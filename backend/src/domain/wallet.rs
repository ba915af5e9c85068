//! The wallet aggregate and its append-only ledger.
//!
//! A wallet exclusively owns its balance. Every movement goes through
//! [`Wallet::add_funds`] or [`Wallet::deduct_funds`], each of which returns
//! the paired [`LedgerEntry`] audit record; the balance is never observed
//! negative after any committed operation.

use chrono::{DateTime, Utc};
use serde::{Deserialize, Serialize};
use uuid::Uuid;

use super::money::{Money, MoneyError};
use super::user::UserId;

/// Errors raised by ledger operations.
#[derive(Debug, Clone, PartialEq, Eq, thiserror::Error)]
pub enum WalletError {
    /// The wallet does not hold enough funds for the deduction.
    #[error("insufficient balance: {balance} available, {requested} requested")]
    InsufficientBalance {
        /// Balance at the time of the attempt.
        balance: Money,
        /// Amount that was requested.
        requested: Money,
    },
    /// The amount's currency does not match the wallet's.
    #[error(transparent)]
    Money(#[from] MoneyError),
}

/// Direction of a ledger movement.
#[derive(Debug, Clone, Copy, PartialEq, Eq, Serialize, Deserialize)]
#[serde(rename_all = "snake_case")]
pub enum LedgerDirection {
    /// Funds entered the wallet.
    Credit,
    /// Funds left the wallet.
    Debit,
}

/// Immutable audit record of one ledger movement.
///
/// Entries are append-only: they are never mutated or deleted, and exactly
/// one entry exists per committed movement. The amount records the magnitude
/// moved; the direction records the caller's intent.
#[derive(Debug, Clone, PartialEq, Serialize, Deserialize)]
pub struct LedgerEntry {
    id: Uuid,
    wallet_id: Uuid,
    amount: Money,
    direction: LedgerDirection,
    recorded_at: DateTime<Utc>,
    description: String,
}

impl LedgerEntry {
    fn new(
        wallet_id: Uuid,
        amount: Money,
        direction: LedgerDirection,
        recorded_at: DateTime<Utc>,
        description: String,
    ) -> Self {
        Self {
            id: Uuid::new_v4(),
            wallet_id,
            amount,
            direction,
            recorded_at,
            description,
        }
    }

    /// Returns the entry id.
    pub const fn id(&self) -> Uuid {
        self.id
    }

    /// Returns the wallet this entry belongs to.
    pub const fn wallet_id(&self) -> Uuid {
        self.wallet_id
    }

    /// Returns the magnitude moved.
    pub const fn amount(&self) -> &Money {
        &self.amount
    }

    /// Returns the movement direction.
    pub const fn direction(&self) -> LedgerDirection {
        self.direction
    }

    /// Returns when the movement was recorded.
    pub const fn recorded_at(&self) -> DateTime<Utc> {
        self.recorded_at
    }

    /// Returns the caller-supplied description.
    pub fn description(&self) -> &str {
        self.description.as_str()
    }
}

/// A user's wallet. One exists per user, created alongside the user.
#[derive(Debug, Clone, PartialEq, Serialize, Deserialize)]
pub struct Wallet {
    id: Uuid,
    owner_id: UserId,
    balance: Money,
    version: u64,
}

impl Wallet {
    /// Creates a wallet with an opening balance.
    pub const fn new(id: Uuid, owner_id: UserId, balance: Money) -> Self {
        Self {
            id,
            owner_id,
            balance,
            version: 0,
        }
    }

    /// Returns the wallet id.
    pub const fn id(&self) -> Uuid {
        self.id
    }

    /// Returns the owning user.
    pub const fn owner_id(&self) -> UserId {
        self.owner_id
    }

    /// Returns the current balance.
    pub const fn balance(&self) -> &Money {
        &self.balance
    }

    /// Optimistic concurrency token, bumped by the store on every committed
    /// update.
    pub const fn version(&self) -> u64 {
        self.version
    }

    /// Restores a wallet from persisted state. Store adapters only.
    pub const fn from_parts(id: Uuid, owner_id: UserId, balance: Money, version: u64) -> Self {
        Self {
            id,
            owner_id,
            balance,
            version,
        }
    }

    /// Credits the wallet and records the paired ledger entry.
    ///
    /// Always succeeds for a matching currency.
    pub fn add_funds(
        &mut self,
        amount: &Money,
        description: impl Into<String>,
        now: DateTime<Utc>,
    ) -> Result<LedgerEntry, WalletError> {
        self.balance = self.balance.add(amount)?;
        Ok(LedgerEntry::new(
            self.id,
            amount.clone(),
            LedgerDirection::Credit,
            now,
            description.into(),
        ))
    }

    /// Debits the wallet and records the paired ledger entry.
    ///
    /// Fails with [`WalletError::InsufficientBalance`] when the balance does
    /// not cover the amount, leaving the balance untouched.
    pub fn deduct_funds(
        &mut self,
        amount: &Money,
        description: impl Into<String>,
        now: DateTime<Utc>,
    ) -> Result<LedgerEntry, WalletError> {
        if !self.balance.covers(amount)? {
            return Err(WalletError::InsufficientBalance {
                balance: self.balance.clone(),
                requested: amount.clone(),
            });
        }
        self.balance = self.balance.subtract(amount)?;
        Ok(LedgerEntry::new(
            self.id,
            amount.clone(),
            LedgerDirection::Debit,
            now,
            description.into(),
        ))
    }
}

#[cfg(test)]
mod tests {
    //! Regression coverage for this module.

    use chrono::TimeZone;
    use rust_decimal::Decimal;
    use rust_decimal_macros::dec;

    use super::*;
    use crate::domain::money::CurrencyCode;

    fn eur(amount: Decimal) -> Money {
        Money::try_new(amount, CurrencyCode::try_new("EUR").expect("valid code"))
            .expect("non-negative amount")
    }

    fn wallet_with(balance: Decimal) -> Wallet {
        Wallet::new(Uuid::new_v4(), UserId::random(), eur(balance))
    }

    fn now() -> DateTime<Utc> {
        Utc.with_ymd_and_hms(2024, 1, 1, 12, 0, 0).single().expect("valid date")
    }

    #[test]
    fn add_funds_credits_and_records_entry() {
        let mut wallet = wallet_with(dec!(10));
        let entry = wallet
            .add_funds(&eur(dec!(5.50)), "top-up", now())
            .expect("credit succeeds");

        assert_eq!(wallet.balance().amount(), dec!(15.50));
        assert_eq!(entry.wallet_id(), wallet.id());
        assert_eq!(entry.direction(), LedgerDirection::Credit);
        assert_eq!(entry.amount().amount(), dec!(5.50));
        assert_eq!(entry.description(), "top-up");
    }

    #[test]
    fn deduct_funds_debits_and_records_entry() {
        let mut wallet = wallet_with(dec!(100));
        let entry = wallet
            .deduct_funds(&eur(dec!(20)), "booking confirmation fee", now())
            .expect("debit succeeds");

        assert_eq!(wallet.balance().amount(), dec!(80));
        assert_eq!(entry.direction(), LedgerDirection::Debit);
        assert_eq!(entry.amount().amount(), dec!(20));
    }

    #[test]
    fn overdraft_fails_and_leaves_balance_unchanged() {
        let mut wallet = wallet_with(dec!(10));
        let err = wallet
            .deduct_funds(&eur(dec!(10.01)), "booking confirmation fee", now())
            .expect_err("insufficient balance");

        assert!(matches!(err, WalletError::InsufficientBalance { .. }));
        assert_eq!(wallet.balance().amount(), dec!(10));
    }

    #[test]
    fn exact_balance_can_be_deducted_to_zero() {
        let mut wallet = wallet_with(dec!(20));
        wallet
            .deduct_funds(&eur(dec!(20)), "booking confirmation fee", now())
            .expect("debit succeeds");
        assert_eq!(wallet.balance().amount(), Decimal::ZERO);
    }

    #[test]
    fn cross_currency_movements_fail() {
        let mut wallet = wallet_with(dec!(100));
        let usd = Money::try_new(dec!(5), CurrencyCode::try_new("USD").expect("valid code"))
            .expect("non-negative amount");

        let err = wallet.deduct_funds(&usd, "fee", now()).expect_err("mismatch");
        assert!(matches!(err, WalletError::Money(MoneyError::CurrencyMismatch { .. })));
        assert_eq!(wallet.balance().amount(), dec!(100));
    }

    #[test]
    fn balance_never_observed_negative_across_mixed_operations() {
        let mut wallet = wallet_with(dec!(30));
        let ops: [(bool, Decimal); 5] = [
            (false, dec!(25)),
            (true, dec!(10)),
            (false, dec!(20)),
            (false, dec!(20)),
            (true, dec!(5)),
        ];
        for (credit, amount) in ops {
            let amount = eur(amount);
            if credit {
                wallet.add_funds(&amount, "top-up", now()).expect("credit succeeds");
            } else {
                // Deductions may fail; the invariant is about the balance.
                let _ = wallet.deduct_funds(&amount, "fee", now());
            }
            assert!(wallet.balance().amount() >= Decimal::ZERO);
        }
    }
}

WHAT IS BEING ASKED: Give back every line from the beginning of the records through the line holding "of which returns", exactly as it reads, and leave out the rest.

ANSWER BOX:
filename backend/src/domain/wallet.rs
repository ba915af5e9c85068
//! The wallet aggregate and its append-only ledger.
//!
//! A wallet exclusively owns its balance. Every movement goes through
//! [`Wallet::add_funds`] or [`Wallet::deduct_funds`], each of which returns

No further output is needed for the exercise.